Ordinarily, we defer to the trial court in determining when leading questions are necessary, reviewing only for an abuse of discretion. United States v. Grassrope, 342 F.3d 866, 869 (8th Cir.2003). However, because no objection was made below, we review Smith's claim for plain error. Fed.R.Crim.P. 52(b). Our review under Rule 52(b) is limited to determining if there is an error that is plain and that affects substantial rights. United States v. Olano, 507 U.S. 725, 732, 113 S. Ct. 1770, 123 L. Ed. 2d 508 (1993). When a forfeited error meets these standards, we may order correction, United States v. Montanye, 996 F.2d 190, 192 (8th Cir.1993) (en banc), but we will not exercise our discretion unless the error seriously affects the fairness, integrity, or public reputation of judicial proceedings. Olano, 507 U.S. at 732, 113 S. Ct. 1770.

5

Smith has not shown that the district court erred by failing to limit the government's direct examination. Generally, leading questions are best reserved for cross-examination.
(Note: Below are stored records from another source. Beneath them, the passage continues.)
// Copyright (c) 2025 Steve Wagner (ciroque@live.com)
// SPDX-License-Identifier: MIT

use super::float_input;
use crate::data::{DataType, TypedData};
use crate::engine::Parameters;
use crate::errors::ProcessorError;
use crate::traits::{DataOperation, ParameterSpec, ProcessorInfo};

/// Multiplies a float by `factor`.
pub struct FloatMultiply;

impl ProcessorInfo for FloatMultiply {
    fn name(&self) -> &str {
        "float_multiply"
    }

    fn parameters(&self) -> Vec<ParameterSpec> {
        vec![ParameterSpec::required("factor")]
    }
}

impl DataOperation for FloatMultiply {
    fn input_type(&self) -> DataType {
        DataType::Float
    }

    fn output_type(&self) -> DataType {
        DataType::Float
    }

    fn process(&self, data: &TypedData, params: &Parameters) -> Result<TypedData, ProcessorError> {
        let value = float_input(self.name(), data)?;
        Ok(TypedData::float(value * params.f64("factor")?)?)
    }
}

/// Adds `addend` to a float.
pub struct FloatAdd;

impl ProcessorInfo for FloatAdd {
    fn name(&self) -> &str {
        "float_add"
    }

    fn parameters(&self) -> Vec<ParameterSpec> {
        vec![ParameterSpec::required("addend")]
    }
}

impl DataOperation for FloatAdd {
    fn input_type(&self) -> DataType {
        DataType::Float
    }

    fn output_type(&self) -> DataType {
        DataType::Float
    }

    fn process(&self, data: &TypedData, params: &Parameters) -> Result<TypedData, ProcessorError> {
        let value = float_input(self.name(), data)?;
        Ok(TypedData::float(value + params.f64("addend")?)?)
    }
}

/// Divides a float by `divisor`; a zero divisor is a processor failure.
pub struct FloatDivide;

impl ProcessorInfo for FloatDivide {
    fn name(&self) -> &str {
        "float_divide"
    }

    fn parameters(&self) -> Vec<ParameterSpec> {
        vec![ParameterSpec::required("divisor")]
    }
}

impl DataOperation for FloatDivide {
    fn input_type(&self) -> DataType {
        DataType::Float
    }

    fn output_type(&self) -> DataType {
        DataType::Float
    }

    fn process(&self, data: &TypedData, params: &Parameters) -> Result<TypedData, ProcessorError> {
        let value = float_input(self.name(), data)?;
        let divisor = params.f64("divisor")?;
        if divisor == 0.0 {
            return Err(ProcessorError::Failed("division by zero".to_string()));
        }
        Ok(TypedData::float(value / divisor)?)
    }
}

/// Upper bound on `float_to_text` precision.
pub const MAX_PRECISION: u64 = 64;

/// Formats a float as text with `precision` decimal places.
pub struct FloatToText;

impl ProcessorInfo for FloatToText {
    fn name(&self) -> &str {
        "float_to_text"
    }

    fn parameters(&self) -> Vec<ParameterSpec> {
        vec![ParameterSpec::optional("precision", 3)]
    }
}

impl DataOperation for FloatToText {
    fn input_type(&self) -> DataType {
        DataType::Float
    }

    fn output_type(&self) -> DataType {
        DataType::Text
    }

    fn process(&self, data: &TypedData, params: &Parameters) -> Result<TypedData, ProcessorError> {
        let value = float_input(self.name(), data)?;
        let precision = params.u64("precision")?;
        if precision > MAX_PRECISION {
            return Err(ProcessorError::InvalidParameter {
                name: "precision".to_string(),
                expected: "integer in 0..=64",
                actual: precision.to_string(),
            });
        }
        Ok(TypedData::text(format!("{:.*}", precision as usize, value)))
    }
}

#[cfg(test)]
mod tests {
    use super::*;
    use serde_json::json;

    fn params(pairs: &[(&str, serde_json::Value)]) -> Parameters {
        pairs.iter().map(|(k, v)| (k.to_string(), v.clone())).collect()
    }

    #[test]
    fn test_float_operations() {
        let seven = TypedData::float(7.0).unwrap();

        let doubled = FloatMultiply.process(&seven, &params(&[("factor", json!(2))])).unwrap();
        assert_eq!(doubled.as_float(), Some(14.0));

        let added = FloatAdd.process(&seven, &params(&[("addend", json!(0.5))])).unwrap();
        assert_eq!(added.as_float(), Some(7.5));

        let halved = FloatDivide.process(&seven, &params(&[("divisor", json!(2.0))])).unwrap();
        assert_eq!(halved.as_float(), Some(3.5));

        let text = FloatToText.process(&seven, &params(&[("precision", json!(1))])).unwrap();
        assert_eq!(text.as_text(), Some("7.0"));
    }

    #[test]
    fn test_divide_by_zero_fails() {
        let err = FloatDivide
            .process(&TypedData::float(1.0).unwrap(), &params(&[("divisor", json!(0))]))
            .unwrap_err();
        assert_eq!(err, ProcessorError::Failed("division by zero".to_string()));
    }

    #[test]
    fn test_overflow_surfaces_validation_error() {
        let err = FloatMultiply
            .process(&TypedData::float(f64::MAX).unwrap(), &params(&[("factor", json!(10.0))]))
            .unwrap_err();
        assert!(matches!(err, ProcessorError::Validation(_)));
    }

    #[test]
    fn test_wrong_parameter_type() {
        let err = FloatMultiply
            .process(&TypedData::float(1.0).unwrap(), &params(&[("factor", json!("two"))]))
            .unwrap_err();
        assert!(matches!(err, ProcessorError::InvalidParameter { .. }));
    }

    #[test]
    fn test_precision_bounds() {
        let one = TypedData::float(1.0).unwrap();

        let widest = FloatToText
            .process(&one, &params(&[("precision", json!(MAX_PRECISION))]))
            .unwrap();
        assert_eq!(widest.as_text().map(str::len), Some(2 + MAX_PRECISION as usize));

        for precision in [json!(MAX_PRECISION + 1), json!(70_000), json!(u64::MAX)] {
            let err = FloatToText
                .process(&one, &params(&[("precision", precision.clone())]))
                .unwrap_err();
            assert!(
                matches!(err, ProcessorError::InvalidParameter { ref name, .. } if name == "precision"),
                "precision {} gave {:?}",
                precision,
                err
            );
        }
    }
}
However, leading questions may properly be used on direct examination with certain witnesses-such as an adverse party or a potentially hostile witness. Fed.R.Evid. 611(c).3

6

In this case, the district court-either under its discretionary authority or because no objection was lodged-allowed several leading questions at various stages of the trial. However, the district court also properly instructed the jury that an unanswered leading question provides no information and is not evidence. The district court further explained to the jury that an answered leading question should be given only the limited weight that it deserves. Additionally, our review indicates that many of the leading questions were clearly permissible-taking into account the district court's broad discretion-under Rule 611(c). As to the remaining objectionable questions and answers, none rise to the level of prejudice that would warrant relief under our plain-error standard. Accordingly, we affirm Smith's conviction and sentence, but do so without prejudice to his ineffective assistance of counsel claim.

Notes:

1

21 U.S.C. §§ 841 and 846, as well as 18 U.S.C. §§ 2 and 323

2

The Honorable James M. Rosenbaum, Chief Judge, United States District Court for the District of Minnesota

3

Leading questions should not be used on direct examination of a witness except as may be necessary to develop the witness's testimony. Ordinarily, leading questions should be permitted on cross-examination. When a party calls a hostile witness, an adverse party, or a witness identified with an adverse party, interrogation may be by leading questions. The Advisory Committee Notes to Rule 611(c) state that with respect to leading questions, "[t]he matter clearly falls within the area of control by the judge over the mode and order of interrogation and presentation and accordingly is phrased in words of suggestion rather than command."